Obviously, this type of diet was practiced by the local population in the Mediterranean region dating back centuries ago where most of the people fill their plates with greens and fruits along with healthy fats as well as whole grains and fish and a generous amount of red wine. This kind of daily meal only amounts 1200 calories per day.

Most Mediterranean diet plans often feature 1200 cal meal plan that offers an equal amount of vegetables, fruits, healthy fats, grains, legumes and a glass of red wine. This food is often cooked or made using flavorful herbs and spices replacing salt and other flavorings that are packed with unnecessary calories.

Most dietitians and nutritionists prefer Mediterranean diet plan for those who do not want to lose the delicious flavors of their food without sacrificing diet. Just like other diet meal plans, it is controlled for calories, sodium as well as fiber.

Unlike other diet plans where you have to deprive yourself of eating since Mediterranean diet doesn’t require small amount of food, instead it provides the one who is having this diet lots of vegetables, mostly green together with fruits with an equal amount of healthy fat, lean white meat that could either be chicken or fish, whole grain, legumes and red wine.

The proper preparation and the way of cooking a Mediterranean inspired meal is simple by keeping the pantry staples such as the canned tomatoes, whole grains, the pasta, the white meat or the olive oil a few times in a week.
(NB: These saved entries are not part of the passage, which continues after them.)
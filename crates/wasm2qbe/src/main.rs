use anyhow::{bail, Context, Result};
use clap::{Parser, ValueEnum};
use std::fs;
use std::io::Write;
use std::path::{Path, PathBuf};
use std::process::Command;
use wasm2qbe::{compile, wat_to_wasm, CompileOptions};
use wasm2qbe_abi::MODULE_INIT;

/// What the pipeline stops at.
#[derive(Debug, Clone, Copy, PartialEq, Eq, ValueEnum)]
enum Emit {
    /// QBE intermediate language
    Qbe,
    /// Assembly produced by `qbe`
    Asm,
    /// Object file assembled by `cc`
    Obj,
    /// Executable linked against the runtime
    Exe,
}

impl Emit {
    fn extension(self) -> &'static str {
        match self {
            Emit::Qbe => "ssa",
            Emit::Asm => "s",
            Emit::Obj => "o",
            Emit::Exe => "",
        }
    }
}

/// wasm2qbe: ahead-of-time WebAssembly compiler emitting QBE IL.
#[derive(Parser, Debug)]
#[command(version, about)]
struct Cli {
    /// Input WebAssembly module (.wasm, or .wat text)
    input: PathBuf,

    /// Output file
    #[arg(long, short)]
    output: Option<PathBuf>,

    /// Output kind
    #[arg(long, value_enum, default_value_t = Emit::Qbe)]
    emit: Emit,

    /// Exported function the executable's `main` calls after initialisation
    #[arg(long, default_value = "wasm_main")]
    entry: String,

    /// Executables return the entry's result as the exit status instead of
    /// printing it
    #[arg(long)]
    no_print: bool,

    /// Target passed to `qbe -t`
    #[arg(long, short)]
    target: Option<String>,

    /// Runtime library linked into executables
    #[arg(long)]
    runtime: Option<PathBuf>,

    /// Omit linear memory bounds checks
    #[arg(long)]
    no_bounds_checks: bool,

    /// Compile self-recursive tail calls as calls instead of loops
    #[arg(long)]
    no_tail_call_loops: bool,

    /// Validate and lower functions in parallel
    #[arg(long, short)]
    jobs: bool,

    /// Log more (repeat for more detail)
    #[arg(long, short, action = clap::ArgAction::Count)]
    verbose: u8,
}

impl Cli {
    fn options(&self) -> CompileOptions {
        CompileOptions {
            bounds_checks: !self.no_bounds_checks,
            self_tail_call_loops: !self.no_tail_call_loops,
            parallel: self.jobs,
            ..CompileOptions::default()
        }
    }

    /// `-o`, else the input path with the extension of the output kind.
    /// `None` means stdout.
    fn output_path(&self) -> Option<PathBuf> {
        match (&self.output, self.emit) {
            (Some(path), _) => Some(path.clone()),
            (None, Emit::Qbe) => None,
            (None, emit) => Some(self.input.with_extension(emit.extension())),
        }
    }
}

fn main() -> Result<()> {
    let cli = Cli::parse();

    let level = match cli.verbose {
        0 => log::LevelFilter::Warn,
        1 => log::LevelFilter::Info,
        2 => log::LevelFilter::Debug,
        _ => log::LevelFilter::Trace,
    };
    env_logger::Builder::new()
        .filter_level(level)
        .parse_default_env()
        .init();

    log::info!("compiling {}", cli.input.display());

    let input =
        fs::read(&cli.input).with_context(|| format!("failed to read {}", cli.input.display()))?;
    let wasm_bytes = if cli.input.extension().is_some_and(|e| e == "wat") {
        let text = String::from_utf8(input).context("WebAssembly text is not UTF-8")?;
        wat_to_wasm(&text)?
    } else {
        input
    };

    let mut qbe = compile(&wasm_bytes, &cli.options())
        .with_context(|| format!("failed to compile {}", cli.input.display()))?;

    let output = cli.output_path();
    match cli.emit {
        Emit::Qbe => match output {
            Some(path) => {
                fs::write(&path, &qbe)
                    .with_context(|| format!("failed to write {}", path.display()))?;
                log::info!("wrote {}", path.display());
            }
            None => print!("{}", qbe),
        },
        emit => {
            let output = output.context("no output path")?;
            if emit == Emit::Exe {
                let entry = wasm2qbe::emit::mangle::mangle_export(&cli.entry);
                qbe.push_str(&entry_shim(&entry, !cli.no_print));
            }
            build(&cli, emit, &qbe, &output)?;
            log::info!("wrote {}", output.display());
        }
    }
    Ok(())
}

/// A C `main` that initialises the module and calls the entry export, which
/// must return an `i32`. The result is printed with `printf`, or returned as
/// the exit status when `print_result` is false.
fn entry_shim(entry: &str, print_result: bool) -> String {
    let mut shim = String::new();
    if print_result {
        shim.push_str("\ndata $__wasm_main_fmt = { b \"%d\\n\", b 0 }\n");
    }
    shim.push_str("\nexport function w $main() {\n@start\n");
    shim.push_str(&format!("\tcall ${}()\n", MODULE_INIT));
    shim.push_str(&format!("\t%result =w call ${}()\n", entry));
    if print_result {
        shim.push_str("\tcall $printf(l $__wasm_main_fmt, ..., w %result)\n");
        shim.push_str("\tret 0\n");
    } else {
        shim.push_str("\tret %result\n");
    }
    shim.push_str("}\n");
    shim
}

/// Run `qbe`, then `cc` for objects and executables.
fn build(cli: &Cli, emit: Emit, qbe: &str, output: &Path) -> Result<()> {
    let mut il = tempfile::Builder::new()
        .suffix(".ssa")
        .tempfile()
        .context("failed to create temporary file")?;
    il.write_all(qbe.as_bytes())
        .context("failed to write temporary file")?;

    let asm = tempfile::Builder::new()
        .suffix(".s")
        .tempfile()
        .context("failed to create temporary file")?;
    let asm_path = if emit == Emit::Asm {
        output.to_path_buf()
    } else {
        asm.path().to_path_buf()
    };

    let mut qbe_cmd = Command::new("qbe");
    if let Some(target) = &cli.target {
        qbe_cmd.arg("-t").arg(target);
    }
    qbe_cmd.arg("-o").arg(&asm_path).arg(il.path());
    run(qbe_cmd)?;

    match emit {
        Emit::Obj => {
            let mut cc = Command::new("cc");
            cc.arg("-c").arg(&asm_path).arg("-o").arg(output);
            run(cc)
        }
        Emit::Exe => {
            let mut cc = Command::new("cc");
            cc.arg(&asm_path);
            if let Some(runtime) = &cli.runtime {
                cc.arg(runtime);
            } else {
                log::warn!("no --runtime given; linking may fail on runtime symbols");
            }
            cc.arg("-o").arg(output);
            run(cc)
        }
        Emit::Qbe | Emit::Asm => Ok(()),
    }
}

fn run(mut cmd: Command) -> Result<()> {
    log::debug!("running {:?}", cmd);
    let status = cmd
        .status()
        .with_context(|| format!("failed to run {:?}", cmd.get_program()))?;
    if !status.success() {
        bail!("{:?} exited with {}", cmd.get_program(), status);
    }
    Ok(())
}

#[cfg(test)]
mod tests {
    use super::*;

    #[test]
    fn cli_parses_defaults() {
        let cli = Cli::parse_from(["wasm2qbe", "input.wasm"]);
        assert_eq!(cli.input, PathBuf::from("input.wasm"));
        assert!(cli.output.is_none());
        assert_eq!(cli.emit, Emit::Qbe);
        assert_eq!(cli.entry, "wasm_main");
        let options = cli.options();
        assert!(options.bounds_checks);
        assert!(options.self_tail_call_loops);
        assert!(!options.parallel);
    }

    #[test]
    fn cli_maps_flags_to_options() {
        let cli = Cli::parse_from([
            "wasm2qbe",
            "a.wasm",
            "--no-bounds-checks",
            "--no-tail-call-loops",
            "-j",
            "-vv",
        ]);
        let options = cli.options();
        assert!(!options.bounds_checks);
        assert!(!options.self_tail_call_loops);
        assert!(options.parallel);
        assert_eq!(cli.verbose, 2);
    }

    #[test]
    fn output_path_follows_emit_kind() {
        let cli = Cli::parse_from(["wasm2qbe", "dir/prog.wasm", "--emit", "obj"]);
        assert_eq!(cli.output_path(), Some(PathBuf::from("dir/prog.o")));
        let cli = Cli::parse_from(["wasm2qbe", "prog.wasm"]);
        assert_eq!(cli.output_path(), None);
        let cli = Cli::parse_from(["wasm2qbe", "prog.wasm", "-o", "x.ssa"]);
        assert_eq!(cli.output_path(), Some(PathBuf::from("x.ssa")));
    }

    #[test]
    fn entry_shim_initialises_first() {
        let shim = entry_shim("wasm_main", true);
        let init = shim.find(MODULE_INIT).unwrap();
        let entry = shim.find("$wasm_main").unwrap();
        assert!(init < entry);
    }

    #[test]
    fn entry_shim_prints_result_by_default() {
        let shim = entry_shim("wasm_collatz", true);
        assert!(shim.contains("data $__wasm_main_fmt = { b \"%d\\n\", b 0 }"));
        assert!(shim.contains("\t%result =w call $wasm_collatz()\n"));
        assert!(shim.contains("\tcall $printf(l $__wasm_main_fmt, ..., w %result)\n\tret 0\n"));
    }

    #[test]
    fn entry_shim_no_print_returns_result() {
        let cli = Cli::parse_from(["wasm2qbe", "prog.wasm", "--emit", "exe", "--no-print"]);
        let shim = entry_shim("wasm_main", !cli.no_print);
        assert!(!shim.contains("printf"));
        assert!(shim.contains("\t%result =w call $wasm_main()\n\tret %result\n"));
    }
}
To cook, it can simply be grilled or broiled.

Some people who are using this kind of dieting eat five times a day dividing the meals into five schedules of eating so that they won’t feel hungry and, they also believe that this will spike up the body’s metabolism by loading calories from time to time unlike having a full meal three times a day.

Just a simple reminder, this diet will only work if it is coupled with regular exercise and of course self-discipline. Dieting is not an overnight task that can be completed the next day. It is a lifelong dedication that requires discipline and perseverance to endure those days where craving is at its peak.